Given her commitment to teaching and love for her students, imagine her response (and mine) to a letter the teachers received explaining why the New York City Public Schools will not be closing (as of now) due to the coronavirus pandemic. On the surface, the reasoning made sense. Many children in the city rely on school breakfasts and lunches for their daily meals. Besides, many parents of NYC schoolchildren work in health care, and they need to be available when severe coronavirus cases flood the hospitals — not sitting at home taking care of their out-of-school children. But my daughter’s, and her colleagues’, reaction was, “They think we’re babysitters!”

Maddy with brother Derrick at their grandmother’s house.

Many of the young children at her school are terrified. They hear the news and sense the worry of elders and siblings. If they, in fact, have parents who work in health care (and in her neighborhood, they do), the parent may not be able to come home for days or weeks at a time. Like its predecessor SARS virus, COVID-19 has already taken a disproportionate toll on health care workers in China, Italy, and Iran. She is committed to creating a safe and calm learning environment for her children, one in which they now have to teach proper handwashing and how not to touch their face to little ones who may still suck thumbs and eat boogers. “I’m probably already infected,” she told me. She is young and healthy, but her parents and grandparents aren’t, and her brother and his wife are in the middle of a high-risk twin pregnancy. Essentially, she is cut off from seeing the rest of her family, even though we live in the same city.

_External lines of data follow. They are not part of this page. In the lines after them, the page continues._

use docspace_core::error::AppError;
use secrecy::SecretString;
use std::sync::Arc;
use uuid::Uuid;
use validator::Validate;

use crate::dtos::ChangePasswordRequest;
use crate::models::{Identity, Profile, ProfileUpdate};
use crate::providers::{IdentityProvider, ProfileRepository};

/// Profile lifecycle: lazy creation, role backfill, allow-listed updates,
/// and the destructive repair flow.
#[derive(Clone)]
pub struct ProfileService {
    repo: Arc<dyn ProfileRepository>,
    provider: Arc<dyn IdentityProvider>,
    default_role: String,
}

impl ProfileService {
    pub fn new(
        repo: Arc<dyn ProfileRepository>,
        provider: Arc<dyn IdentityProvider>,
        default_role: String,
    ) -> Self {
        Self {
            repo,
            provider,
            default_role,
        }
    }

    pub async fn find(&self, user_id: Uuid) -> Result<Option<Profile>, AppError> {
        self.repo.find_by_user(user_id).await
    }

    /// Creates the profile on first authenticated use, backfills a missing
    /// role from identity metadata, and otherwise leaves it untouched.
    pub async fn ensure_profile(&self, identity: &Identity) -> Result<Profile, AppError> {
        match self.repo.find_by_user(identity.id).await? {
            None => {
                let profile = Profile::from_identity(identity, &self.default_role);
                let created = self.repo.insert(profile).await?;
                tracing::info!(user_id = %identity.id, "profile created");
                Ok(created)
            }
            Some(mut profile) => {
                if profile.role.is_none() {
                    if let Some(role) = &identity.metadata.role {
                        self.repo.set_role(identity.id, role).await?;
                        profile.role = Some(role.clone());
                        tracing::info!(user_id = %identity.id, role, "profile role backfilled");
                    }
                }
                Ok(profile)
            }
        }
    }

    /// Applies an allow-listed partial update; anything outside
    /// [`ProfileUpdate`] cannot be expressed and is therefore rejected by
    /// construction.
    pub async fn update_profile(
        &self,
        user_id: Uuid,
        update: ProfileUpdate,
    ) -> Result<Profile, AppError> {
        if update.is_empty() {
            return Err(AppError::bad_request("no updatable fields provided"));
        }
        self.repo.update(user_id, &update).await
    }

    /// Destructive repair flow: delete then recreate. Never invoked
    /// implicitly.
    pub async fn clear_and_recreate(&self, identity: &Identity) -> Result<Profile, AppError> {
        if let Err(e) = self.repo.delete(identity.id).await {
            tracing::warn!(user_id = %identity.id, "profile delete during repair failed: {}", e);
        }
        let profile = Profile::from_identity(identity, &self.default_role);
        let created = self.repo.insert(profile).await?;
        tracing::info!(user_id = %identity.id, "profile recreated");
        Ok(created)
    }

    /// Delegates to the identity provider; independent of the profile
    /// record.
    pub async fn change_password(
        &self,
        access_token: &str,
        new_password: String,
    ) -> Result<(), AppError> {
        let request = ChangePasswordRequest { new_password };
        request.validate()?;
        self.provider
            .update_password(access_token, &SecretString::new(request.new_password))
            .await
    }
}
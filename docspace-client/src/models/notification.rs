use chrono::{DateTime, Utc};
use serde::{Deserialize, Serialize};
use uuid::Uuid;

#[derive(Debug, Clone, Serialize, Deserialize, PartialEq, Eq)]
#[serde(rename_all = "lowercase")]
pub enum NotificationKind {
    Share,
    Approval,
    System,
}

impl std::fmt::Display for NotificationKind {
    fn fmt(&self, f: &mut std::fmt::Formatter<'_>) -> std::fmt::Result {
        match self {
            NotificationKind::Share => write!(f, "share"),
            NotificationKind::Approval => write!(f, "approval"),
            NotificationKind::System => write!(f, "system"),
        }
    }
}

#[derive(Debug, Clone, Copy, Serialize, Deserialize, PartialEq, Eq)]
#[serde(rename_all = "lowercase")]
pub enum NotificationPriority {
    Low,
    Medium,
    High,
}

/// A resolved notification target: either an individual user or every
/// member of a department tag.
#[derive(Debug, Clone, Serialize, Deserialize, PartialEq, Eq, Hash)]
#[serde(rename_all = "lowercase", tag = "kind", content = "id")]
pub enum Recipient {
    User(Uuid),
    Department(String),
}

impl std::fmt::Display for Recipient {
    fn fmt(&self, f: &mut std::fmt::Formatter<'_>) -> std::fmt::Result {
        match self {
            Recipient::User(id) => write!(f, "user:{}", id),
            Recipient::Department(tag) => write!(f, "department:{}", tag),
        }
    }
}

/// Recipient-facing event log entry. Mutable only via read-state; deleted
/// individually or in bulk by the recipient.
#[derive(Debug, Clone, Serialize, Deserialize, PartialEq, Eq)]
pub struct Notification {
    pub id: Uuid,
    pub recipient: Recipient,
    pub kind: NotificationKind,
    pub title: String,
    pub message: String,
    pub priority: NotificationPriority,
    pub is_read: bool,
    pub action_required: bool,
    pub created_at: DateTime<Utc>,
}

impl Notification {
    pub fn new_share(
        recipient: Recipient,
        document_title: &str,
        actor_name: &str,
        message: Option<&str>,
    ) -> Self {
        let body = match message {
            Some(note) => format!(
                "{} shared \"{}\" with you: {}",
                actor_name, document_title, note
            ),
            None => format!("{} shared \"{}\" with you.", actor_name, document_title),
        };
        Self {
            id: Uuid::new_v4(),
            recipient,
            kind: NotificationKind::Share,
            title: "Document shared".to_string(),
            message: body,
            priority: NotificationPriority::Medium,
            is_read: false,
            action_required: false,
            created_at: Utc::now(),
        }
    }

    pub fn mark_read(&mut self) {
        self.is_read = true;
    }
}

Maddy understands the sacrifice that everyone has to make and is willing to be part of it. But we’d all like to see the city’s leaders acknowledge that the teachers, like the health care workers and the first responders, are heroes in this war and deserve our thanks for their service. They are making it possible for parents and other family members who treat the sick to do their jobs, knowing their children are safe, cared-for, valued — and, despite everything else that’s going on, learning.

Update: At the end of last weekend, city leaders, following discussions with unions representing both teachers and health care workers, closed the schools, with provisions for school lunches and daycare for first-line workers and first responders. This week, teachers and administrators are meeting to utilize methods for online learning. Maddy and I are working on a project that involves photos from my Lego town as writing prompts. I plan to post some of those photos in future blog entries so other teachers can use them too.

2 Comments

  1. What a beautiful tribute post, Lyn! Your daughter sounds like an excellent teacher.

    • She is, and I’m thrilled that she found her place! I visited her classroom after school one day last fall, and it was so clear that the kids adored her. Plus, her classroom was neat and clean, everything in its place, which alone creates a calm learning environment for kids. She’s gotten her little ones to pitch in to keep it that way.